Food Stamp Recipients’ Personally Identifiable Information (PII) Stolen From Private Equity Firm

A cyberattack and data breach at a Rhode Island private equity firm, Nautic, is the basis of a recent federal lawsuit filed in U.S. District Court, Providence, Rhode Island. 

Wall Street private equity firm Blackstone, with assets of $881 billion under management, acquired a major stake in Nautic in 2021.

How data belonging to food stamp recipients ended up in a private equity firm’s database is at the center of the case.

The plaintiff says that she received a letter on January 12, 2024 from Nautic Partners, LLC, stating that the company discovered unauthorized access to its network between February 23 and April 5, 2023.

The letter states: “Based on our comprehensive investigation and manual review of files that were potentially accessed or removed from our network, which concluded on December 29, 2023, we discovered that your full name and the following were contained in the aforementioned files: Social Security number.”

The suit is potentially a class action. Claims of individual members exceed $5 million not counting interest and costs, according to the complaint. 

A middle market private equity firm, Nautic Partners says on its website that it focuses on “three specialties while supporting the long-term value creation of our portfolio companies.” The sectors are “healthcare, services, and industrials.”
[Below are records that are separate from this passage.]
//! Doc Router: LLM-classified document ingestion with a shared memory store.

pub mod config;
pub mod error;
pub mod llm;
pub mod loader;
pub mod pipeline;
pub mod store;

use std::sync::Arc;

use secrecy::ExposeSecret;

use crate::config::{PipelineConfig, StoreConfig};
use crate::llm::{LlmClassifier, LlmExtractor, create_provider};
use crate::loader::FileLoader;
use crate::pipeline::Router;
use crate::store::{LibSqlBackend, MemoryStore};

/// Open the memory store described by `config`.
pub async fn open_store(config: &StoreConfig) -> error::Result<MemoryStore> {
    let backend = match config {
        StoreConfig::Local { path } => LibSqlBackend::new_local(path).await?,
        StoreConfig::Remote { url, auth_token } => {
            LibSqlBackend::new_remote(url, auth_token.expose_secret()).await?
        }
    };
    Ok(MemoryStore::new(Arc::new(backend)))
}

/// Assemble a router with the file loader, the configured LLM and store.
pub async fn build_router(config: &PipelineConfig) -> error::Result<Router> {
    let llm = create_provider(&config.llm)?;
    let store = Arc::new(open_store(&config.store).await?);

    Ok(Router::new(
        Arc::new(FileLoader::new()),
        Arc::new(LlmClassifier::new(llm.clone())),
        Arc::new(LlmExtractor::new(llm)),
        store,
    ))
}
The healthcare and services components may explain why the plaintiff’s social security number was in the database. She was not familiar with Nautic before receiving the notice letter. According to her complaint, the problems she has experienced due to the breach involve her Electronic Benefits Card.

They include an increase in spam calls, texts, and/or emails, and multiple fraudulent charges, including $400 in charges to her food stamp benefit.

Nautic Partners is being sued on two counts – negligence and unjust enrichment. 

“The Data Breach was a direct result of Defendant’s failure to implement adequate and reasonable cyber-security procedures and protocols necessary to protect consumers’ PII from a foreseeable and preventable cyber-attack,” according to the complaint.